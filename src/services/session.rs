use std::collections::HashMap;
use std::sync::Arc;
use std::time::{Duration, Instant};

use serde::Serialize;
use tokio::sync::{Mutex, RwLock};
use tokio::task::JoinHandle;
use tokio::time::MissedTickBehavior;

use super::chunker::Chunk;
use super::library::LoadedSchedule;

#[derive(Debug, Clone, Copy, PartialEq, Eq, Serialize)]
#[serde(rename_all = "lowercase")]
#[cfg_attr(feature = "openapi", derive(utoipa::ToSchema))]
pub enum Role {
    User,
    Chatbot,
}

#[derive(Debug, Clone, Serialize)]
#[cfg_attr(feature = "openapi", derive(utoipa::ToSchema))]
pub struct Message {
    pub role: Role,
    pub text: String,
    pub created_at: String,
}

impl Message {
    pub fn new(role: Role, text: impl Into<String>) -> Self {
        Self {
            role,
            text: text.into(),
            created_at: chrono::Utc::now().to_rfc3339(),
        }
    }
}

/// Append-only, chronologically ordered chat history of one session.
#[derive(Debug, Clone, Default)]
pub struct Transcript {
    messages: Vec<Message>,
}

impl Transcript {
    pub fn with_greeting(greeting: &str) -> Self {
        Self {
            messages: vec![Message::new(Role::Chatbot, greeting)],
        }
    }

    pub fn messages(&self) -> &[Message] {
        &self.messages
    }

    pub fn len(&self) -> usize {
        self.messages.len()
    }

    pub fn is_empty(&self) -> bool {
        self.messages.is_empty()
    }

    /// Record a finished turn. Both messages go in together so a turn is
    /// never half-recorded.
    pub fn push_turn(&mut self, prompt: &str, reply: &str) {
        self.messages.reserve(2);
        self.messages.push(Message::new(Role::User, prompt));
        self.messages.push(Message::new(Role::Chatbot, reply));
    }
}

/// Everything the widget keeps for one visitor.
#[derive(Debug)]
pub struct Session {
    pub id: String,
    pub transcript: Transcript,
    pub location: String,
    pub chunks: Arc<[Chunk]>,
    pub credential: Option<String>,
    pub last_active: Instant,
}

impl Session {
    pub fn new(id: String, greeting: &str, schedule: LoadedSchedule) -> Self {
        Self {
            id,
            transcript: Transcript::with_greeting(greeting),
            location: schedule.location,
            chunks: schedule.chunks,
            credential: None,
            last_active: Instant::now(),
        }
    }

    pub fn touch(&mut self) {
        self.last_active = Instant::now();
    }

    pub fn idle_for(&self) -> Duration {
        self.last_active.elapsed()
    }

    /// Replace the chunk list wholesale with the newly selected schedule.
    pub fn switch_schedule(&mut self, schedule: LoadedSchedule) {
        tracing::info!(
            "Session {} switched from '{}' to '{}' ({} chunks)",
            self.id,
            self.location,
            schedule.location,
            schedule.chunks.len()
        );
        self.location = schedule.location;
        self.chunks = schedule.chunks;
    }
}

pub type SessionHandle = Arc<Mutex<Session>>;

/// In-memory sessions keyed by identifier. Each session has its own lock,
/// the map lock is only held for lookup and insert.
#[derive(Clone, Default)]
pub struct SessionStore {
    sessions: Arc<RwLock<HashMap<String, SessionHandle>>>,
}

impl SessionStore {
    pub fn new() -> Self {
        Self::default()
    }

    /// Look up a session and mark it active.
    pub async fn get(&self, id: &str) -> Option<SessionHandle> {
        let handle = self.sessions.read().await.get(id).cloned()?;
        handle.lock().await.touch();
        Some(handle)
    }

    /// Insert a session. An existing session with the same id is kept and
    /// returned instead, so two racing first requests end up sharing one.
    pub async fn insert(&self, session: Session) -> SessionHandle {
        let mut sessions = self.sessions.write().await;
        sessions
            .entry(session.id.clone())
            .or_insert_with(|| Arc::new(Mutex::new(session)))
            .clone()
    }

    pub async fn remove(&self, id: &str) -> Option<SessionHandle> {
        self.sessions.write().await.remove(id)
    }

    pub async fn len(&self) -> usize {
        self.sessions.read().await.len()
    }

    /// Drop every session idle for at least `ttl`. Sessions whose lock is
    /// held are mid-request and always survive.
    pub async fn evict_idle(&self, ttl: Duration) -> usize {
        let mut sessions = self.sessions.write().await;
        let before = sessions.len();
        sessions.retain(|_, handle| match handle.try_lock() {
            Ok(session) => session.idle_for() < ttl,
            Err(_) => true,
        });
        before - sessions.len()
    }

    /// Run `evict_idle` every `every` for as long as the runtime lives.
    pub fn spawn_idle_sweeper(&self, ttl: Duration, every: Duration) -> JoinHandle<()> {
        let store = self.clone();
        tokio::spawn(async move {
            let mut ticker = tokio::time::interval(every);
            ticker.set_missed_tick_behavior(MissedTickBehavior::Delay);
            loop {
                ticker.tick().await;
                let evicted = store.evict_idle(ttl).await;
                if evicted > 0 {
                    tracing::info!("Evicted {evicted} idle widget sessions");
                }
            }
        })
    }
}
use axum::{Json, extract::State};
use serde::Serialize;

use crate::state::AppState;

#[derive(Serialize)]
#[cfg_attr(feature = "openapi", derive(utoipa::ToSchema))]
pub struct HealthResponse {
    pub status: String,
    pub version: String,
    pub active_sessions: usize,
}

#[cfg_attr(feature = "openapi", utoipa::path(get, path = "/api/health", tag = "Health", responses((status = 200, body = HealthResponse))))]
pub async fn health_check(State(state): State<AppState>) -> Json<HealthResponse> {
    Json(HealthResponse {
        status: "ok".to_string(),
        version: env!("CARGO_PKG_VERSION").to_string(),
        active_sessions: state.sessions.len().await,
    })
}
---
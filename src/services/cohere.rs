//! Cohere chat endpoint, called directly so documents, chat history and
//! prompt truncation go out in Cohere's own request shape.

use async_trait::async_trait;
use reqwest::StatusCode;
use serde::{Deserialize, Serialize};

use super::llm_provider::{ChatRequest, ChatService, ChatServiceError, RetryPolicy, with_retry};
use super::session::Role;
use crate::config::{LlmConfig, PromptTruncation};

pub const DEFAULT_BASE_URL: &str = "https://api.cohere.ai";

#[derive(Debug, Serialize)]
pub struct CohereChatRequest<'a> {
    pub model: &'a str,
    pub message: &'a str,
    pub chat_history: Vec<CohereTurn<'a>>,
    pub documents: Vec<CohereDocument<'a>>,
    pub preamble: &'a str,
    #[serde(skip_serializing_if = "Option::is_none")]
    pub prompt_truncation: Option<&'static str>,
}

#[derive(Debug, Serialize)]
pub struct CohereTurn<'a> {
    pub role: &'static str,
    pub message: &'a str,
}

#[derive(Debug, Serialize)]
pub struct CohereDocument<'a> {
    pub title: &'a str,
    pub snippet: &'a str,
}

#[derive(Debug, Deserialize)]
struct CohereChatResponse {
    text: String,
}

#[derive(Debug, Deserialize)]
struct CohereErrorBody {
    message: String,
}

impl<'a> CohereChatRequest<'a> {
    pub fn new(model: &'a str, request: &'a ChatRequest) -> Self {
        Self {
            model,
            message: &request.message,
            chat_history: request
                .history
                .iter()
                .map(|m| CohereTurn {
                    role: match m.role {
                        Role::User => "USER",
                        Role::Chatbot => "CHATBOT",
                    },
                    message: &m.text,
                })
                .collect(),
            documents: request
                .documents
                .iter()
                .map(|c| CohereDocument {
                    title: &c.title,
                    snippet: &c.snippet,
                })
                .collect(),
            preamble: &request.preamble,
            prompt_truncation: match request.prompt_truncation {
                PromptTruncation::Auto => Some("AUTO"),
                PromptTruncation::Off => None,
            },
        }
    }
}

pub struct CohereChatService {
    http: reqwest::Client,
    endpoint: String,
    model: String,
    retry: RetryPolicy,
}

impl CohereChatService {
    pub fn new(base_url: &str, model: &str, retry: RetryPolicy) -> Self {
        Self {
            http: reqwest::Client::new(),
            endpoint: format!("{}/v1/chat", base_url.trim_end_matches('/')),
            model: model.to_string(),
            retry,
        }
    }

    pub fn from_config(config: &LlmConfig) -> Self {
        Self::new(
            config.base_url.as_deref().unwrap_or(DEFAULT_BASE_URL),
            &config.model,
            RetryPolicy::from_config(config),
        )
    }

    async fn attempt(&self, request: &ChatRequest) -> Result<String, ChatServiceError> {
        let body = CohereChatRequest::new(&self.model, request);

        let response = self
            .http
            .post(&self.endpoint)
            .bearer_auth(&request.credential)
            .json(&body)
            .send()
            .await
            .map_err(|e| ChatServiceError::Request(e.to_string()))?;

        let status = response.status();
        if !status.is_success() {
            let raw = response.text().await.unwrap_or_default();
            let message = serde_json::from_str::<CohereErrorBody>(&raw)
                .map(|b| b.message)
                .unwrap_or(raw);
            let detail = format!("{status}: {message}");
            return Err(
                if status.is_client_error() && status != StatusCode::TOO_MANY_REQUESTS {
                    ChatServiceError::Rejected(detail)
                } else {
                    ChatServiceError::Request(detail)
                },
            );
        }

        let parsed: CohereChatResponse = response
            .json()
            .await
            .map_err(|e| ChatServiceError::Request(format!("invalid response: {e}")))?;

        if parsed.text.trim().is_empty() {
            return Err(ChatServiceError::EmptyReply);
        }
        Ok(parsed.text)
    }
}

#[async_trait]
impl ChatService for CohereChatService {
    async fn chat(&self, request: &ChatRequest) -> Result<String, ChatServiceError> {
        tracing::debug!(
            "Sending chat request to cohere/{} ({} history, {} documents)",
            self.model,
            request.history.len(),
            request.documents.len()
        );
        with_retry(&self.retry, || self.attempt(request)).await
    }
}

[TO DO]
From the material above, set down exactly the lines starting at the one with "use tokio::task::JoinHandle;" and ending at the one with "pub fn is_empty(&self)", end lines included.

[SOLVED EXERCISE]
use tokio::task::JoinHandle;
use tokio::time::MissedTickBehavior;

use super::chunker::Chunk;
use super::library::LoadedSchedule;

#[derive(Debug, Clone, Copy, PartialEq, Eq, Serialize)]
#[serde(rename_all = "lowercase")]
#[cfg_attr(feature = "openapi", derive(utoipa::ToSchema))]
pub enum Role {
    User,
    Chatbot,
}

#[derive(Debug, Clone, Serialize)]
#[cfg_attr(feature = "openapi", derive(utoipa::ToSchema))]
pub struct Message {
    pub role: Role,
    pub text: String,
    pub created_at: String,
}

impl Message {
    pub fn new(role: Role, text: impl Into<String>) -> Self {
        Self {
            role,
            text: text.into(),
            created_at: chrono::Utc::now().to_rfc3339(),
        }
    }
}

/// Append-only, chronologically ordered chat history of one session.
#[derive(Debug, Clone, Default)]
pub struct Transcript {
    messages: Vec<Message>,
}

impl Transcript {
    pub fn with_greeting(greeting: &str) -> Self {
        Self {
            messages: vec![Message::new(Role::Chatbot, greeting)],
        }
    }

    pub fn messages(&self) -> &[Message] {
        &self.messages
    }

    pub fn len(&self) -> usize {
        self.messages.len()
    }

    pub fn is_empty(&self) -> bool {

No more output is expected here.